Judging from 4000 series->5000 series, I guess agree that would probably be the case. I suspect speed wise it will be something like this:
6770=5830
6830=5850
6850=5870
6870=GTX480

I really can't see the speed bump being that low. If they were that low, arguably, they wouldn't change them to the 6 series, as your suspected performance would put a 6870 at around, or below what you'd expect a 5890 to be like if it ever came out.
 
I hope they work on tessellation performance and minimum frame rates.

lol, you know the 58xx series spanks the 460gtx in tesselation performance, and that Nvidia aren't going to be wasting as much die space in the future on such an overly complex and wasteful rendering core like the GF100 in the future. Not to mention the number of games to use tesselation effectively is still, no where. Tesselation performance for the 6xxx series would be a 100% waste of what very little space they have to increase transistor numbers.

THe 7xxx series will likely get a decent boost in tesselation as with almost everything else, but when you've got, at best half a billion transistors extra to work with, a 25% increase instead of the usual 100% increase for the 6xxx series, tesselation is the single worst place to use them. I'm not changing my mind, tesselation is great and I'd love to see it more widely implemented, but the very last thing on my list of improvements for what will be a very limited 6870 would be tesselation.


5xxx series prices won't go up because of reduced supply though, its not a vintage car/pair of jeans or something else that is "timeless" it will be obsoleted by the new cards so price will go down as demand will drop massively.

I am wondering if theres a very slim outside chance of a huge, absolutely huge surprise by AMD, if November for lower end and early 2011 for the high end is real, theres an incredibly slim shot they could be using risk production at GloFo on 28nm to make the high end.

As it stands rumours of 7xxx series cards basically as early as possible on 28nm could mean the 6870 might be out in say Jan, with the 7870 out 3-4 months later.

Its interesting though, its the first time in, well, the past 5 years we've had basically entirely no idea at all what the next cards coming out are. Even the 4870, the numbers were hidden and very last minute, and eyefinity was a secret, but the general ballpark area of the 4870 was known and wasn't surprising compared to a 3870.
 
I wasn't mad 4 months ago when I bought my first one. :P

It certainly doesn't suck now, by any stretch. It's a very powerful card and when I bought it, I was very happy with the price I paid. (£240 for 5850, £170 for 5830, GTX460 hadn't come out yet). It is completely ludicrous to buy one over a GTX460 now, unless you want two CF/SLI and have an AMD setup.

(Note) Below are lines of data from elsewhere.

use serde::Serialize;

use crate::game::judgment::{JudgeGrade, Judgment};

#[derive(Clone, Debug, Serialize)]
pub struct Note {
    pub lane: usize,
    // Seconds from the session's logical start. Fixed at creation.
    pub time: f64,
    // None until the judgment engine (or the stale-note sweep) resolves it.
    pub result: Option<Judgment>,
}

impl Note {
    #[inline(always)]
    pub const fn new(lane: usize, time: f64) -> Self {
        Self { lane, time, result: None }
    }

    #[inline(always)]
    pub const fn is_judged(&self) -> bool {
        self.result.is_some()
    }

    #[inline(always)]
    pub fn grade(&self) -> Option<JudgeGrade> {
        self.result.as_ref().map(|j| j.grade)
    }
}
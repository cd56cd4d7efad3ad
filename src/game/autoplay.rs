//! Scripted player that presses lanes around note times.

use crate::game::chart::Chart;
use rand::Rng;
use smallvec::SmallVec;

// Far past the miss window; larger errors would only ever miss.
pub const MAX_JITTER_S: f64 = 1.0;

#[derive(Debug, Clone, Copy)]
struct AutoplayEvent {
    // Song time of the press.
    time: f64,
    lane: usize,
}

/// Pre-computes one press per note, offset by a random timing error, and
/// hands them out as song time passes.
pub struct AutoplayProcessor {
    events: Vec<AutoplayEvent>,
    current_index: usize,
}

impl AutoplayProcessor {
    /// `jitter_s` bounds the uniform timing error; `skip_rate` is the chance a
    /// note is never pressed at all. Jitter is capped at `MAX_JITTER_S`;
    /// non-finite values are treated as zero.
    pub fn new<R: Rng + ?Sized>(chart: &Chart, jitter_s: f64, skip_rate: f64, rng: &mut R) -> Self {
        let jitter_s = if jitter_s.is_finite() {
            jitter_s.abs().min(MAX_JITTER_S)
        } else {
            0.0
        };
        let skip_rate = if skip_rate.is_finite() {
            skip_rate.clamp(0.0, 1.0)
        } else {
            0.0
        };
        let mut events: Vec<AutoplayEvent> = chart
            .notes
            .iter()
            .filter_map(|note| {
                if rng.gen_range(0.0..1.0) < skip_rate {
                    return None;
                }
                let error = if jitter_s > 0.0 {
                    rng.gen_range(-jitter_s..=jitter_s)
                } else {
                    0.0
                };
                Some(AutoplayEvent {
                    time: note.time + error,
                    lane: note.lane,
                })
            })
            .collect();
        events.sort_by(|a, b| a.time.total_cmp(&b.time));
        Self {
            events,
            current_index: 0,
        }
    }

    /// `(lane, scheduled song time)` of every press due at or before `song_time`.
    pub fn poll(&mut self, song_time: f64) -> SmallVec<[(usize, f64); 4]> {
        let mut out = SmallVec::new();
        while let Some(ev) = self.events.get(self.current_index) {
            if ev.time > song_time {
                break;
            }
            out.push((ev.lane, ev.time));
            self.current_index += 1;
        }
        out
    }

    pub fn remaining(&self) -> usize {
        self.events.len() - self.current_index
    }
}

#[cfg(test)]
mod tests {
    use super::{AutoplayProcessor, MAX_JITTER_S};
    use crate::game::chart::{Chart, Difficulty};
    use crate::game::note::Note;
    use rand::SeedableRng;
    use rand::rngs::StdRng;

    fn lanes(due: &[(usize, f64)]) -> Vec<usize> {
        due.iter().map(|(lane, _)| *lane).collect()
    }

    fn chart() -> Chart {
        Chart {
            tempo: 120.0,
            difficulty: Difficulty::Normal,
            columns: 4,
            notes: vec![Note::new(0, 2.0), Note::new(3, 2.5), Note::new(1, 3.0)],
        }
    }

    #[test]
    fn exact_autoplay_presses_on_note_times() {
        let mut bot = AutoplayProcessor::new(&chart(), 0.0, 0.0, &mut StdRng::seed_from_u64(1));
        assert!(bot.poll(1.99).is_empty());
        let due = bot.poll(2.5);
        assert_eq!(lanes(&due), vec![0, 3]);
        assert!((due[1].1 - 2.5).abs() < 1e-12);
        assert_eq!(bot.remaining(), 1);
        assert_eq!(lanes(&bot.poll(10.0)), vec![1]);
        assert!(bot.poll(11.0).is_empty());
    }

    #[test]
    fn jitter_stays_within_bounds() {
        let mut bot = AutoplayProcessor::new(&chart(), 0.05, 0.0, &mut StdRng::seed_from_u64(8));
        assert!(bot.poll(1.949).is_empty());
        let due = bot.poll(3.05);
        assert_eq!(due.len(), 3);
        for (lane, time) in due {
            let target = chart().notes.iter().find(|n| n.lane == lane).map_or(0.0, |n| n.time);
            assert!((time - target).abs() <= 0.05 + 1e-12);
        }
    }

    #[test]
    fn non_finite_settings_fall_back_to_exact_presses() {
        let mut rng = StdRng::seed_from_u64(3);
        let mut bot = AutoplayProcessor::new(&chart(), f64::INFINITY, f64::NAN, &mut rng);
        assert_eq!(bot.remaining(), 3);
        let due = bot.poll(2.0);
        assert_eq!(lanes(&due), vec![0]);
        assert!((due[0].1 - 2.0).abs() < 1e-12);

        let bot = AutoplayProcessor::new(&chart(), f64::NAN, 0.0, &mut rng);
        assert_eq!(bot.remaining(), 3);

        let mut bot = AutoplayProcessor::new(&chart(), f64::MAX, 0.0, &mut rng);
        assert!(bot.poll(2.0 - MAX_JITTER_S - 1e-9).is_empty());
        assert_eq!(bot.poll(3.0 + MAX_JITTER_S).len(), 3);
    }

    #[test]
    fn full_skip_rate_presses_nothing() {
        let mut bot = AutoplayProcessor::new(&chart(), 0.0, 1.0, &mut StdRng::seed_from_u64(1));
        assert_eq!(bot.remaining(), 0);
        assert!(bot.poll(100.0).is_empty());
    }
}
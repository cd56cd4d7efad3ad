use std::cell::Cell;
use std::time::Instant;

/// Delay between session creation and song time zero.
pub const PRE_ROLL_SECONDS: f64 = 0.5;

/// Abstraction over wall-clock time, in seconds from an arbitrary epoch.
pub trait TimeSource {
    fn now(&self) -> f64;
}

/// Monotonic wall clock backed by `Instant`.
pub struct SystemTimeSource {
    epoch: Instant,
}

impl SystemTimeSource {
    pub fn new() -> Self {
        Self { epoch: Instant::now() }
    }
}

impl Default for SystemTimeSource {
    fn default() -> Self {
        Self::new()
    }
}

impl TimeSource for SystemTimeSource {
    fn now(&self) -> f64 {
        self.epoch.elapsed().as_secs_f64()
    }
}

/// Hand-driven clock for deterministic tests and offline simulation.
#[derive(Default)]
pub struct ManualTimeSource {
    current: Cell<f64>,
}

impl ManualTimeSource {
    pub fn new(start: f64) -> Self {
        Self { current: Cell::new(start) }
    }

    pub fn set(&self, seconds: f64) {
        self.current.set(seconds);
    }

    pub fn advance(&self, delta: f64) {
        self.current.set(self.current.get() + delta);
    }
}

impl TimeSource for ManualTimeSource {
    fn now(&self) -> f64 {
        self.current.get()
    }
}

impl<T: TimeSource + ?Sized> TimeSource for &T {
    fn now(&self) -> f64 {
        (**self).now()
    }
}

/// Maps wall time to song time for one session.
///
/// Paused spans are excluded by accumulating their length, so song time is
/// frozen while paused and resumes from the same value.
#[derive(Clone, Debug)]
pub struct SongClock {
    start_time: f64,
    paused_at: Option<f64>,
    paused_total: f64,
}

impl SongClock {
    /// Song time zero lands `PRE_ROLL_SECONDS` after `created_at`.
    pub fn starting_at(created_at: f64) -> Self {
        Self {
            start_time: created_at + PRE_ROLL_SECONDS,
            paused_at: None,
            paused_total: 0.0,
        }
    }

    #[inline(always)]
    pub fn song_time(&self, now: f64) -> f64 {
        let effective_now = self.paused_at.unwrap_or(now);
        effective_now - self.start_time - self.paused_total
    }

    #[inline(always)]
    pub const fn is_paused(&self) -> bool {
        self.paused_at.is_some()
    }

    pub fn pause(&mut self, now: f64) {
        if self.paused_at.is_none() {
            self.paused_at = Some(now);
        }
    }

    pub fn resume(&mut self, now: f64) {
        if let Some(at) = self.paused_at.take() {
            // A clock that stepped backwards must not rewind song time.
            self.paused_total += (now - at).max(0.0);
        }
    }

    /// Wall time at which a running clock reads `song_time`.
    #[inline(always)]
    pub fn wall_time(&self, song_time: f64) -> f64 {
        song_time + self.start_time + self.paused_total
    }

    pub const fn paused_total(&self) -> f64 {
        self.paused_total
    }
}
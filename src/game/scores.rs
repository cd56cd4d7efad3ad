use serde::Serialize;

use crate::game::judgment::JudgeGrade;

#[derive(Clone, Copy, Debug, Default, PartialEq, Eq, Serialize)]
pub struct JudgmentCounts {
    pub perfect: u32,
    pub great: u32,
    pub good: u32,
    pub miss: u32,
}

impl JudgmentCounts {
    #[inline(always)]
    pub fn add(&mut self, grade: JudgeGrade) {
        let slot = match grade {
            JudgeGrade::Perfect => &mut self.perfect,
            JudgeGrade::Great => &mut self.great,
            JudgeGrade::Good => &mut self.good,
            JudgeGrade::Miss => &mut self.miss,
        };
        *slot = slot.saturating_add(1);
    }

    /// Notes actually hit (every grade except Miss).
    pub const fn hits(&self) -> u32 {
        self.perfect + self.great + self.good
    }
}

/// Score, combo and per-grade tallies for one session.
/// Score only ever grows; `max_combo` is the running high-water mark.
#[derive(Clone, Copy, Debug, Default, PartialEq, Eq, Serialize)]
pub struct ScoreStats {
    pub score: u64,
    pub combo: u32,
    pub max_combo: u32,
    pub counts: JudgmentCounts,
}

impl ScoreStats {
    pub fn record(&mut self, grade: JudgeGrade) {
        self.score = self.score.saturating_add(grade.points());
        if grade.keeps_combo() {
            self.combo = self.combo.saturating_add(1);
        } else {
            self.combo = 0;
        }
        if grade != JudgeGrade::Miss {
            self.max_combo = self.max_combo.max(self.combo);
        }
        self.counts.add(grade);
    }

    pub fn hud_text(&self) -> String {
        format!(
            "Score: {} | Combo: {} | Max Combo: {}",
            self.score, self.combo, self.max_combo
        )
    }
}

#[cfg(test)]
mod tests {
    use super::ScoreStats;
    use crate::game::judgment::JudgeGrade;

    #[test]
    fn combo_survives_perfect_and_great_only() {
        let mut s = ScoreStats::default();
        s.record(JudgeGrade::Perfect);
        s.record(JudgeGrade::Great);
        assert_eq!((s.combo, s.max_combo, s.score), (2, 2, 400));
        s.record(JudgeGrade::Good);
        assert_eq!((s.combo, s.max_combo, s.score), (0, 2, 450));
        s.record(JudgeGrade::Perfect);
        s.record(JudgeGrade::Miss);
        assert_eq!((s.combo, s.max_combo, s.score), (0, 2, 750));
        assert_eq!(s.counts.hits(), 4);
        assert_eq!(s.counts.miss, 1);
    }

    #[test]
    fn hud_text_lists_all_counters() {
        let mut s = ScoreStats::default();
        s.record(JudgeGrade::Perfect);
        assert_eq!(s.hud_text(), "Score: 300 | Combo: 1 | Max Combo: 1");
    }
}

I want another for crossfire, I could have waited for the GTX460, but then I couldn't have had an SLI setup, because my board only does crossfire.

Still think I made the wrong choice? :P

yup :p

If you looked around you could still get a 5850 for pretty much £215 at worst the entire time since launch, except when TSMC screwed up a 6 week back near launch and there literally wasn't any stock. Admitedly on OCUK prices a 5830 wasn't "that" bad, however because the rrp on a 5850 was £200, I'd have waited for a great deal or frankly bought 2x 5770's. The 5830 is just too close to a 5770 too often to have ever been a good price.

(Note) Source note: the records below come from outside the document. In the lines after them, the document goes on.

use clap::Parser;
use hitline::app::{App, Notification};
use hitline::config::{self, CONFIG_PATH, SessionConfig};
use hitline::core::clock::{ManualTimeSource, PRE_ROLL_SECONDS, SystemTimeSource, TimeSource};
use hitline::core::input::InputEvent;
use hitline::game::autoplay::AutoplayProcessor;
use hitline::game::chart::Difficulty;
use hitline::game::timing_windows;
use hitline::screens::gameplay::to_ascii;
use log::{info, warn};
use rand::SeedableRng;
use rand::rngs::StdRng;
use std::path::PathBuf;
use std::str::FromStr;
use std::time::Duration;

#[derive(Parser, Debug)]
#[command(name = "hitline", about = "Headless rhythm-game session played by an autoplay bot")]
struct Args {
    /// Path to the ini configuration file.
    #[arg(long, default_value = CONFIG_PATH)]
    config: PathBuf,

    /// Chart seed; overrides the config file.
    #[arg(long)]
    seed: Option<u64>,

    #[arg(long)]
    bpm: Option<f64>,

    #[arg(long, value_parser = parse_difficulty)]
    difficulty: Option<Difficulty>,

    #[arg(long)]
    columns: Option<usize>,

    /// Seconds to play. Defaults to the chart length plus two seconds.
    #[arg(long)]
    duration: Option<f64>,

    /// Print frames and the final summary as JSON lines.
    #[arg(long)]
    json: bool,

    /// Follow the wall clock instead of stepping a simulated one.
    #[arg(long)]
    realtime: bool,

    /// Maximum timing error of the autoplay bot in milliseconds.
    #[arg(long, default_value_t = 30.0)]
    jitter_ms: f64,

    /// Chance that the bot ignores a note entirely.
    #[arg(long, default_value_t = 0.05)]
    skip_rate: f64,

    /// Height of the ASCII playfield.
    #[arg(long, default_value_t = 16)]
    rows: usize,
}

fn parse_difficulty(s: &str) -> Result<Difficulty, String> {
    Difficulty::from_str(s).map_err(|()| {
        let known: Vec<&str> = Difficulty::ALL.iter().map(Difficulty::as_str).collect();
        format!("unknown difficulty '{s}' (expected one of {})", known.join(", "))
    })
}

fn play<C, W>(app: &mut App<C>, args: &Args, frame_rate: u32, seed: Option<u64>, wait: W) -> Result<(), Box<dyn std::error::Error>>
where
    C: TimeSource,
    W: FnMut(f64),
{
    // No gesture: a RequireGesture policy stays blocked until the bot's first key press.
    app.start(false);
    let Some(state) = app.session() else {
        return Ok(());
    };
    let duration = args
        .duration
        .unwrap_or_else(|| state.chart.last_note_time() + PRE_ROLL_SECONDS + 2.0);
    let mut bot_rng = seed.map_or_else(StdRng::from_entropy, |s| StdRng::seed_from_u64(s.wrapping_add(1)));
    let mut bot = AutoplayProcessor::new(&state.chart, args.jitter_ms / 1000.0, args.skip_rate, &mut bot_rng);

    let print_every = u64::from(frame_rate.max(1));
    let mut frame_index: u64 = 0;
    app.run(duration, frame_rate, wait, |app, frame| {
        for n in app.drain_notifications() {
            match n {
                Notification::AutoplayBlocked => eprintln!("[audio] playback blocked, waiting for a gesture"),
                Notification::PlaybackResumed => eprintln!("[audio] playback resumed"),
            }
        }

        let presses: Vec<InputEvent> = match app.session() {
            Some(state) => {
                let song_time = state.song_time(app.now());
                bot.poll(song_time)
                    .into_iter()
                    .filter_map(|(lane, time)| {
                        let key = app.keymap().key_for_lane(lane)?;
                        Some(InputEvent::press(key, state.clock.wall_time(time)))
                    })
                    .collect()
            }
            None => Vec::new(),
        };
        for ev in presses {
            app.queue_input(ev);
        }

        if frame_index % print_every == 0 {
            if args.json {
                match serde_json::to_string(frame) {
                    Ok(line) => println!("{line}"),
                    Err(e) => warn!("Failed to serialise frame: {e}"),
                }
            } else {
                println!("{}\n", to_ascii(frame, args.rows));
            }
        }
        frame_index += 1;
    });

    if let Some(state) = app.session() {
        let summary = state.summary();
        if args.json {
            println!("{}", serde_json::to_string(&summary)?);
        } else {
            println!("{}", summary.describe());
        }
        info!("Autoplay left {} presses unsent", bot.remaining());
    }
    app.shutdown();
    Ok(())
}

fn main() -> Result<(), Box<dyn std::error::Error>> {
    let args = Args::parse();

    // Install logger immediately, then set runtime max level from config after loading it.
    let _ = env_logger::builder()
        .filter_level(log::LevelFilter::Trace)
        .try_init();
    // Startup default when config is missing or malformed.
    log::set_max_level(log::LevelFilter::Warn);

    config::load(&args.config);
    config::update(|cfg| {
        if let Some(bpm) = args.bpm {
            cfg.bpm = bpm;
        }
        if let Some(difficulty) = args.difficulty {
            cfg.difficulty = difficulty;
        }
        if let Some(columns) = args.columns {
            cfg.columns = columns;
        }
        if args.seed.is_some() {
            cfg.seed = args.seed;
        }
    });
    let cfg = config::get();
    log::set_max_level(cfg.log_level.as_level_filter());

    let [perfect, great, good] = timing_windows::windows_ms();
    info!("Judgment windows: Perfect <{perfect:.0}ms, Great <{great:.0}ms, Good <{good:.0}ms");

    let session_config = SessionConfig::from_config(&cfg)?;
    info!("Keymap: {}", session_config.keymap.to_ini_value());
    if args.realtime {
        let mut app = App::new(session_config, SystemTimeSource::new());
        play(&mut app, &args, cfg.frame_rate, cfg.seed, |dt| {
            std::thread::sleep(Duration::from_secs_f64(dt));
        })
    } else {
        let clock = ManualTimeSource::new(0.0);
        let mut app = App::new(session_config, &clock);
        play(&mut app, &args, cfg.frame_rate, cfg.seed, |dt| clock.advance(dt))
    }
}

Its not a terrible card, its just always been pretty much no where in terms of value, even if it was perceived value(in that really it was competing against a £200 5850). Also I'm just anti retailers, 90% of the price increases since launch are down to retailers, and I'm a fan of just ignoring them and refusing to buy rather than pay frankly, retailers more profit than profit going to AMD for the same card.
 
yup :p

If you looked around you could still get a 5850 for pretty much £215 at worst the entire time since launch, except when TSMC screwed up a 6 week back near launch and there literally wasn't any stock. Admitedly on OCUK prices a 5830 wasn't "that" bad, however because the rrp on a 5850 was £200, I'd have waited for a great deal or frankly bought 2x 5770's. The 5830 is just too close to a 5770 too often to have ever been a good price.

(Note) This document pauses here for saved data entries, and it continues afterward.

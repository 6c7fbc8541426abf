use crate::config::{Environment, HmsgConfig};
use crate::retry::RetryPolicy;

pub struct DeployContext {
    pub config: HmsgConfig,
    pub environment: Environment,
    pub image_reference: String,
    pub database_url: String,
    /// Public address used for the reported URLs.
    pub host: String,
    /// The database lives elsewhere (e.g. RDS); no local config file is required.
    pub external_db: bool,
}

impl DeployContext {
    pub fn new(
        config: HmsgConfig,
        environment: Environment,
        image_reference: String,
        database_url: String,
        host: String,
    ) -> Self {
        Self {
            config,
            environment,
            image_reference,
            database_url,
            host,
            external_db: false,
        }
    }

    pub fn with_external_db(mut self, external_db: bool) -> Self {
        self.external_db = external_db;
        self
    }

    pub fn container_name(&self) -> &str {
        &self.environment.container_name
    }

    pub fn remote_logs_dir(&self) -> String {
        self.config.logs_dir()
    }

    pub fn remote_config_file(&self) -> String {
        self.config.config_file()
    }

    pub fn verify_policy(&self) -> RetryPolicy {
        self.config.container_retry()
    }
}
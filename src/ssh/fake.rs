//! Scripted in-memory host used by tests.

use std::collections::VecDeque;
use std::sync::Mutex;

use async_trait::async_trait;

use super::exec::{CommandOutput, Remote};
use crate::error::{DeployError, DeployResult};
use crate::shell;

type Handler = Box<dyn Fn(&str) -> Option<CommandOutput> + Send + Sync>;

pub struct FakeRemote {
    host: String,
    rules: Vec<(String, Mutex<VecDeque<CommandOutput>>)>,
    handler: Option<Handler>,
    log: Mutex<Vec<String>>,
    secrets: Vec<String>,
    unreachable: bool,
}

impl FakeRemote {
    pub fn new() -> Self {
        Self {
            host: "203.0.113.10".to_string(),
            rules: Vec::new(),
            handler: None,
            log: Mutex::new(Vec::new()),
            secrets: Vec::new(),
            unreachable: false,
        }
    }

    pub fn unreachable() -> Self {
        Self {
            unreachable: true,
            ..Self::new()
        }
    }

    /// Answer commands containing `pattern`. Repeated calls queue answers;
    /// the last one sticks.
    pub fn on(mut self, pattern: &str, output: CommandOutput) -> Self {
        match self.rules.iter_mut().find(|(p, _)| p == pattern) {
            Some((_, queue)) => queue.get_mut().unwrap().push_back(output),
            None => self
                .rules
                .push((pattern.to_string(), Mutex::new(VecDeque::from([output])))),
        }
        self
    }

    /// Redact `secret` the way a session with a masked secret does.
    pub fn masking(mut self, secret: &str) -> Self {
        self.secrets.push(secret.to_string());
        self
    }

    /// Stateful answers, consulted before the pattern rules.
    pub fn with_handler<F>(mut self, handler: F) -> Self
    where
        F: Fn(&str) -> Option<CommandOutput> + Send + Sync + 'static,
    {
        self.handler = Some(Box::new(handler));
        self
    }

    pub fn commands(&self) -> Vec<String> {
        self.log.lock().unwrap().clone()
    }

    pub fn count(&self, pattern: &str) -> usize {
        self.commands().iter().filter(|c| c.contains(pattern)).count()
    }

    /// Index of the first command containing `pattern`.
    pub fn position(&self, pattern: &str) -> Option<usize> {
        self.commands().iter().position(|c| c.contains(pattern))
    }

    fn respond(&self, cmd: &str) -> CommandOutput {
        if let Some(out) = self.handler.as_ref().and_then(|h| h(cmd)) {
            return out;
        }

        for (pattern, queue) in &self.rules {
            if cmd.contains(pattern.as_str()) {
                let mut queue = queue.lock().unwrap();
                return if queue.len() > 1 {
                    queue.pop_front().unwrap_or_default()
                } else {
                    queue.front().cloned().unwrap_or_default()
                };
            }
        }

        CommandOutput::ok("")
    }
}

#[async_trait]
impl Remote for FakeRemote {
    fn host(&self) -> &str {
        &self.host
    }

    fn redact(&self, text: &str) -> String {
        shell::redact(text, &self.secrets)
    }

    async fn run(&self, cmd: &str) -> DeployResult<CommandOutput> {
        if self.unreachable {
            return Err(DeployError::transport(&self.host, "Connection refused"));
        }
        self.log.lock().unwrap().push(cmd.to_string());
        Ok(self.respond(cmd))
    }
}
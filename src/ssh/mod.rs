pub mod exec;
#[cfg(test)]
pub mod fake;
pub mod steps;

use std::path::Path;
use std::time::Duration;

use async_trait::async_trait;
use openssh::{KnownHosts, Session, SessionBuilder};
use tracing::debug;

use crate::config::DeploymentTarget;
use crate::error::{DeployError, DeployResult};
use crate::shell;

pub use exec::{CommandOutput, Remote};
pub use steps::{RemoteStep, StepResult};

pub struct SshSession {
    session: Session,
    host: String,
    secrets: Vec<String>,
}

impl SshSession {
    pub async fn connect(user: &str, host: &str, identity: &Path) -> DeployResult<Self> {
        debug!("Connecting to {}@{} with {}", user, host, identity.display());

        let mut builder = SessionBuilder::default();
        builder.known_hosts_check(KnownHosts::Accept);
        builder.user(user.to_string());
        builder.keyfile(identity);
        builder.connect_timeout(Duration::from_secs(10));

        let session = builder
            .connect(host)
            .await
            .map_err(|e| DeployError::transport(host, e))?;

        Ok(Self {
            session,
            host: host.to_string(),
            secrets: Vec::new(),
        })
    }

    pub async fn open(target: &DeploymentTarget) -> DeployResult<Self> {
        Self::connect(
            &target.ssh_user,
            &target.host_address,
            &target.identity_file_path,
        )
        .await
    }

    /// Keep `secret` out of debug logs for this session.
    pub fn mask(&mut self, secret: &str) {
        self.secrets.push(secret.to_string());
    }

    pub async fn close(self) -> DeployResult<()> {
        let host = self.host;
        self.session
            .close()
            .await
            .map_err(|e| DeployError::transport(&host, e))
    }
}

#[async_trait]
impl Remote for SshSession {
    fn host(&self) -> &str {
        &self.host
    }

    fn redact(&self, text: &str) -> String {
        shell::redact(text, &self.secrets)
    }

    async fn run(&self, cmd: &str) -> DeployResult<CommandOutput> {
        debug!("[{}] run: {}", self.host, self.redact(cmd));

        let output = self
            .session
            .command("bash")
            .arg("-c")
            .arg(cmd)
            .output()
            .await
            .map_err(|e| DeployError::transport(&self.host, e))?;

        Ok(CommandOutput {
            exit_code: output.status.code().unwrap_or(-1),
            stdout: String::from_utf8_lossy(&output.stdout).to_string(),
            stderr: String::from_utf8_lossy(&output.stderr).to_string(),
        })
    }
}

Its not a terrible card, its just always been pretty much no where in terms of value, even if it was perceived value(in that really it was competing against a £200 5850). Also I'm just anti retailers, 90% of the price increases since launch are down to retailers, and I'm a fan of just ignoring them and refusing to buy rather than pay frankly, retailers more profit than profit going to AMD for the same card.

Crossfire 5770s just don't make my penis grow. I did look round, 6 different places I can remember off the top of my head, then when the the 5830 came down to £165 I grabbed one. The next day it went up to £170, then a week later £180.

I know it's closer to the 5770 in performance than a 5850, but the prices mean more BHP per £ than a 5770. (Or did at the time).

At the end of the day, crossfire 5850s would have been £480. Crossfire 5770s £260, but I don't want them enough, and crossfire 5830s would have been £340, and if I get another now at £140 it will be £305.

I'm happy anyway, but I wouldn't do the same path now, or recommend anyone does. (Unless they want crossfire and don't have an SLI motherboard).
 
Judging from 4000 series->5000 series, I guess agree that would probably be the case. I suspect speed wise it will be something like this

How can you judge it from the 4->5 series jump? IIRC the HD5850 ended up being quite considerably faster than the HD4890 (the 5770 ~ 4870, would say the HD5830 is more like the HD4890?).

Surely in that case, the top end 6 series would be around double the speed of the HD5870?

I agree that you won't see that kind of speed bump until NI though, I reckon the top 6 series will be around HD5850 Crossfire, with the extra bump to come later.
 
The 5870 will have been out for over a year when the 6000 comes out, the speed jump should be quite high.
 
Depends on how the reworked core effects the performance. A 25% performance increase would allow for 25% less pipelines ~

They could increase the the memory bus width and allsorts then.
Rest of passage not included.